Overall Impression (5/10):
This is a nice citrus-bomb American Pale Ale. Unfortunately, the beer is a bit under-attenuated giving the beer some undesirable sweetness and excessive mouthfeel. Additionally, the water feels overmanipulated and minerally. In the future, I will dial back my water additions and make adjustments to this recipe that will lead to better attenuation.

Total: 27/50 Good

Read the full recipe here.

Citrillo Pale Ale Recipe and Brewday

citraUpdate 3/25/14: Tasting and Review

I have a bit of nostalgic love for the humble American Pale ale. I can only assume this sentiment is shared by a large number of craft beer drinkers that came of age during the beginning of the craft beer explosion we’re currently in the midst of. Experiencing the relative extremity of a beer like Sierra Nevada pale ale for the first time was somewhat shocking and admittedly, not instantly pleasurable. To my inexperienced palate, the beer was extremely bitter and intense, something radically different from the adjunct-laden lagers I cut my consumption teeth on. It took some time to acclimate, but since those early experiences with SNPA, I’ve rarely looked back.
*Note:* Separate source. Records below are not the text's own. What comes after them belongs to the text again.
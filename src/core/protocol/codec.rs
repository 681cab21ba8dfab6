//! Frame encoder/decoder.
//!
//! # Frame Layout
//!
//! ```text
//! ┌────────┬──────────────────────────────────────┐
//! │ Tag    │ Payload                              │
//! │ 1 byte │ rest of the transport message        │
//! └────────┴──────────────────────────────────────┘
//! ```
//!
//! There is no length prefix: the transport delivers one discrete byte
//! sequence per frame, so the payload length is implied by the message size.
//!
//! | Tag | Meaning | Payload |
//! |------|---------|---------|
//! | 0x00 | Handshake | `[version, model]` |
//! | 0x01 | Audio | opaque bytes |
//! | 0x02 | Text | UTF-8 |
//! | 0x03 | Control | `[action]` |
//! | 0x04 | Metadata / QueueDrained | UTF-8 JSON, empty ⇒ QueueDrained |
//! | 0x05 | Error | UTF-8 (lossy) |
//! | 0x06 | Ping | empty |
//!
//! Both functions are pure; they never touch connection state.

use bytes::{BufMut, Bytes, BytesMut};
use thiserror::Error;

use super::messages::{ControlAction, FrameTag, Message};
use crate::errors::ErrorKind;

/// Errors produced while decoding a frame.
#[derive(Debug, Clone, PartialEq, Eq, Error)]
pub enum CodecError {
    /// The payload does not match what its tag requires.
    #[error("Malformed {tag} frame: {reason}")]
    MalformedFrame { tag: String, reason: String },

    /// The leading tag byte is not part of the protocol.
    #[error("Unknown frame type: 0x{0:02x}")]
    UnknownFrameType(u8),

    /// A control frame carried a byte outside the action table.
    #[error("Unknown control byte: 0x{0:02x}")]
    UnknownControlByte(u8),
}

impl CodecError {
    fn malformed(tag: impl ToString, reason: impl Into<String>) -> Self {
        CodecError::MalformedFrame {
            tag: tag.to_string(),
            reason: reason.into(),
        }
    }

    /// Error taxonomy bucket for this failure.
    ///
    /// An out-of-range control byte means the peer speaks a different protocol,
    /// so it is a protocol error rather than a per-frame one.
    pub fn kind(&self) -> ErrorKind {
        match self {
            CodecError::MalformedFrame { .. } | CodecError::UnknownFrameType(_) => {
                ErrorKind::MalformedFrame
            }
            CodecError::UnknownControlByte(_) => ErrorKind::Protocol,
        }
    }
}

/// Result type for codec operations.
pub type CodecResult<T> = Result<T, CodecError>;

/// Encode a message into a single frame.
pub fn encode(message: &Message) -> Bytes {
    let tag = message.tag().as_u8();
    match message {
        Message::Handshake { version, model } => Bytes::from(vec![tag, *version, *model]),
        Message::Audio(data) => with_payload(tag, data),
        Message::Text(text) => with_payload(tag, text.as_bytes()),
        Message::Control(action) => Bytes::from(vec![tag, action.as_u8()]),
        Message::Metadata(value) => with_payload(tag, value.to_string().as_bytes()),
        Message::Error(text) => with_payload(tag, text.as_bytes()),
        Message::Ping | Message::QueueDrained => Bytes::from(vec![tag]),
    }
}

fn with_payload(tag: u8, payload: &[u8]) -> Bytes {
    let mut buf = BytesMut::with_capacity(1 + payload.len());
    buf.put_u8(tag);
    buf.put_slice(payload);
    buf.freeze()
}

/// Decode a single frame.
///
/// Audio payloads are sliced out of `frame` without copying.
pub fn decode(frame: &Bytes) -> CodecResult<Message> {
    let Some(&tag_byte) = frame.first() else {
        return Err(CodecError::malformed("empty", "frame has no tag byte"));
    };
    let tag = FrameTag::from_u8(tag_byte).ok_or(CodecError::UnknownFrameType(tag_byte))?;
    let payload = &frame[1..];

    match tag {
        FrameTag::Handshake => {
            // Short handshakes fall back to version/model 0 instead of failing.
            let version = payload.first().copied().unwrap_or(0);
            let model = payload.get(1).copied().unwrap_or(0);
            Ok(Message::Handshake { version, model })
        }
        FrameTag::Audio => Ok(Message::Audio(frame.slice(1..))),
        FrameTag::Text => std::str::from_utf8(payload)
            .map(|text| Message::Text(text.to_string()))
            .map_err(|e| CodecError::malformed(tag, format!("invalid UTF-8: {e}"))),
        FrameTag::Control => {
            if payload.len() != 1 {
                return Err(CodecError::malformed(
                    tag,
                    format!("expected 1 payload byte, got {}", payload.len()),
                ));
            }
            ControlAction::from_u8(payload[0])
                .map(Message::Control)
                .ok_or(CodecError::UnknownControlByte(payload[0]))
        }
        FrameTag::Metadata => {
            // Length is checked before any parsing: an empty payload is the
            // queue-drained signal, never empty metadata.
            if payload.is_empty() {
                return Ok(Message::QueueDrained);
            }
            let text = std::str::from_utf8(payload)
                .map_err(|e| CodecError::malformed(tag, format!("invalid UTF-8: {e}")))?;
            serde_json::from_str(text)
                .map(Message::Metadata)
                .map_err(|e| CodecError::malformed(tag, format!("invalid JSON: {e}")))
        }
        FrameTag::Error => Ok(Message::Error(
            String::from_utf8_lossy(payload).into_owned(),
        )),
        FrameTag::Ping => Ok(Message::Ping),
    }
}

/// Decode a frame from a borrowed slice.
pub fn decode_slice(frame: &[u8]) -> CodecResult<Message> {
    decode(&Bytes::copy_from_slice(frame))
}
Revisiting SNPA today makes me realize just how much my palate has changed. The  transition my drinking habits have made towards bigger and bolder closely aligns with the shifts that we’ve seen within the APA category. SNPA would now barely register as a pale ale compared to the highly alcoholic hop bombs that are the most popular examples of the style today. My goal with this recipe is to capture the intense tropical and citrusy hop flavor and aromatics that today’s most popular APAs possess (Zombiedust comes to mind) while pairing down the alcohol to be more in-line with something like SNPA.

Citrillo Pale Ale Recipe

Size: 4.0 gal – My goal is to net 2.75 gallons into the fermenter after hop-related and equipment losses.
Efficiency: 68%
Attenuation: 78.0% (estimated)

Original Gravity: 1.056 SG
Terminal Gravity: 1.012 SG (estimated)
Color: 8.82 SRM
Alcohol: 5.76% ABV (estimated)
Bitterness: 4.5 IBU – Note, my software doesn’t take into account isomerization during the whirlpool where I am getting the majority of my bitterness.
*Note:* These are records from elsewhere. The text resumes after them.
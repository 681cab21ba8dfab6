//! The task that owns a [`SessionMachine`].
//!
//! Everything that touches session state funnels through one `select!` loop:
//! application commands, transport events for the current connection, timer
//! firings and connect results. Effects requested by the machine are carried
//! out after every input, before the next one is taken.

use bytes::Bytes;
use std::time::Duration;
use tokio::sync::{mpsc, oneshot};
use tokio::task::JoinHandle;
use tokio::time::Instant;

use super::machine::{Effect, SessionMachine, TimerKind};
use super::state::SessionSnapshot;
use crate::core::protocol::ControlAction;
use crate::core::transport::{
    SharedTransport, TransportError, TransportEvent, TransportHandle, TransportResult,
};
use crate::errors::SessionResult;

/// Capacity of the application command channel.
pub(crate) const COMMAND_CHANNEL_CAPACITY: usize = 64;

/// Capacity of the per-connection inbound event channel.
const TRANSPORT_EVENT_CAPACITY: usize = 256;

type Reply<T> = oneshot::Sender<T>;

/// Requests from [`VoiceSession`](super::VoiceSession) handles.
pub(crate) enum Command {
    Open {
        endpoint: String,
        reply: Reply<SessionResult<()>>,
    },
    Close {
        reply: Reply<()>,
    },
    SendAudio {
        data: Bytes,
        reply: Reply<SessionResult<()>>,
    },
    SendText {
        text: String,
        reply: Reply<SessionResult<()>>,
    },
    SendControl {
        action: ControlAction,
        reply: Reply<SessionResult<()>>,
    },
    Snapshot {
        reply: Reply<SessionSnapshot>,
    },
    Shutdown,
}

/// Inputs produced by tasks the driver spawned.
enum Internal {
    TimerFired {
        timer: TimerKind,
        epoch: u64,
    },
    ConnectFinished {
        epoch: u64,
        result: TransportResult<Box<dyn TransportHandle>>,
        events: mpsc::Receiver<TransportEvent>,
    },
}

struct Connection {
    handle: Box<dyn TransportHandle>,
    events: mpsc::Receiver<TransportEvent>,
}

pub(crate) struct SessionDriver {
    machine: SessionMachine,
    transport: SharedTransport,
    connect_timeout: Duration,
    commands: mpsc::Receiver<Command>,
    internal_tx: mpsc::UnboundedSender<Internal>,
    internal_rx: mpsc::UnboundedReceiver<Internal>,
    connection: Option<Connection>,
    /// Timer and connect tasks belonging to `task_epoch`.
    tasks: Vec<JoinHandle<()>>,
    task_epoch: u64,
}

impl SessionDriver {
    pub(crate) fn new(
        machine: SessionMachine,
        transport: SharedTransport,
        connect_timeout: Duration,
        commands: mpsc::Receiver<Command>,
    ) -> Self {
        let (internal_tx, internal_rx) = mpsc::unbounded_channel();
        let task_epoch = machine.epoch();
        Self {
            machine,
            transport,
            connect_timeout,
            commands,
            internal_tx,
            internal_rx,
            connection: None,
            tasks: Vec::new(),
            task_epoch,
        }
    }

    pub(crate) async fn run(mut self) {
        tracing::debug!(transport = self.transport.name(), "Session driver started");

        loop {
            tokio::select! {
                command = self.commands.recv() => match command {
                    Some(Command::Shutdown) | None => break,
                    Some(command) => self.handle_command(command),
                },
                Some(internal) = self.internal_rx.recv() => self.handle_internal(internal),
                event = next_transport_event(&mut self.connection) => {
                    self.handle_transport_event(event);
                }
            }
            self.run_effects();
        }

        self.machine.close();
        self.run_effects();
        self.abort_tasks();
        tracing::debug!("Session driver stopped");
    }

    fn handle_command(&mut self, command: Command) {
        match command {
            Command::Open { endpoint, reply } => {
                let _ = reply.send(self.machine.open(&endpoint));
            }
            Command::Close { reply } => {
                self.machine.close();
                // Reply once the connection is actually gone.
                self.run_effects();
                let _ = reply.send(());
            }
            Command::SendAudio { data, reply } => {
                let _ = reply.send(self.machine.send_audio(data));
            }
            Command::SendText { text, reply } => {
                let _ = reply.send(self.machine.send_text(&text));
            }
            Command::SendControl { action, reply } => {
                let _ = reply.send(self.machine.send_control(action));
            }
            Command::Snapshot { reply } => {
                let _ = reply.send(self.machine.snapshot());
            }
            Command::Shutdown => {}
        }
    }

    fn handle_internal(&mut self, internal: Internal) {
        match internal {
            Internal::TimerFired { timer, epoch } => {
                self.machine.on_timer(timer, epoch, Instant::now());
            }
            Internal::ConnectFinished {
                epoch,
                result,
                events,
            } => match result {
                Ok(mut handle) => {
                    if self.machine.on_connected(epoch, Instant::now()) {
                        self.connection = Some(Connection { handle, events });
                    } else {
                        handle.close();
                    }
                }
                Err(error) => self.machine.on_connect_failed(epoch, error),
            },
        }
    }

    fn handle_transport_event(&mut self, event: TransportEvent) {
        match event {
            TransportEvent::Frame(frame) => self.machine.on_frame(&frame, Instant::now()),
            other => {
                if let Some(error) = other.into_failure() {
                    self.machine.on_transport_failure(error);
                }
            }
        }
    }

    /// Carry out effects until the machine has nothing more to ask for.
    fn run_effects(&mut self) {
        loop {
            self.sync_task_epoch();
            let effects = self.machine.take_effects();
            if effects.is_empty() {
                break;
            }
            for effect in effects {
                self.apply(effect);
            }
        }
    }

    fn apply(&mut self, effect: Effect) {
        match effect {
            Effect::Connect { endpoint, epoch } => self.spawn_connect(endpoint, epoch),
            Effect::Send(frame) => {
                let Some(connection) = self.connection.as_mut() else {
                    tracing::debug!("No connection, dropping outbound frame");
                    return;
                };
                if let Err(error) = connection.handle.send(frame) {
                    self.machine.on_transport_failure(error);
                }
            }
            Effect::Disconnect => {
                if let Some(mut connection) = self.connection.take() {
                    connection.handle.close();
                }
            }
            Effect::Schedule {
                timer,
                delay,
                epoch,
            } => {
                let tx = self.internal_tx.clone();
                self.tasks.push(tokio::spawn(async move {
                    tokio::time::sleep(delay).await;
                    let _ = tx.send(Internal::TimerFired { timer, epoch });
                }));
            }
        }
    }

    fn spawn_connect(&mut self, endpoint: String, epoch: u64) {
        let transport = self.transport.clone();
        let tx = self.internal_tx.clone();
        let timeout = self.connect_timeout;

        self.tasks.push(tokio::spawn(async move {
            let (events_tx, events) = mpsc::channel(TRANSPORT_EVENT_CAPACITY);
            let result = match tokio::time::timeout(timeout, transport.open(&endpoint, events_tx))
                .await
            {
                Ok(result) => result,
                Err(_) => Err(TransportError::Timeout(format!(
                    "connect to {endpoint} took longer than {}ms",
                    timeout.as_millis()
                ))),
            };
            let _ = tx.send(Internal::ConnectFinished {
                epoch,
                result,
                events,
            });
        }));
    }

    /// Abort timers and connect attempts that belong to an abandoned epoch.
    fn sync_task_epoch(&mut self) {
        let epoch = self.machine.epoch();
        if epoch != self.task_epoch {
            self.abort_tasks();
            self.task_epoch = epoch;
        } else {
            self.tasks.retain(|task| !task.is_finished());
        }
    }

    fn abort_tasks(&mut self) {
        for task in self.tasks.drain(..) {
            task.abort();
        }
    }
}

/// Next event from the current connection. Never resolves without one.
async fn next_transport_event(connection: &mut Option<Connection>) -> TransportEvent {
    match connection {
        Some(connection) => match connection.events.recv().await {
            Some(event) => event,
            None => TransportEvent::Closed {
                code: 1006,
                reason: "connection dropped".to_string(),
            },
        },
        None => std::future::pending().await,
    }
}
7.75 lb (81.6%) 2-Row Brewers Malt (Briess)
1 lb (10.5%) Vienna Malt (Weyermann)
6 oz (3.9%) 2-Row Caramel Malt 40L (Briess)
4 oz (2.6%) 2-Row Caramel Malt 10L (Briess)
2 oz (1.3%) Acidulated Malt (Weyermann) – Used for pH Adjustment

2 g Citra™ (13.7% AA) – 60 m
2.75 oz Citra™ (13.7% AA) – Whirlpool 20m
1.25 oz Amarillo® (8.7% AA) – Whirlpool 20m

3 oz Amarillo® (8.5% AA) – Hop back. Unfortunately, my hop back broke during the brew day. In lieu of the hop back addition, I ended up adding the hop back hops to my kettle with 5 minutes left in the whirlpool.

1.5 oz Citra™ (13.7% AA) – Dry Hop 3 Days
0.75 oz Amarillo® (8.5% AA) – Dry Hop 3 Days

Kettle Additions:
0.5 ea Whirlfloc Tablet – 15 m
0.5 tsp Wyeast Nutrient – 10 m

WYeast 1056 American Ale™ (1 very fresh packet)

Mash Regiment:
Saccharification Rest – 154 °F – 60m
Mashout – 168 °F – 5m

1. Chill to 60°F and let rise to 64°F. Hold until activity begins to slow.
2. Raise temp to 70°F until all activity is complete.
3. Dry hop at room temp (74°F or so)
4. Crash to 32°F 2 days then package.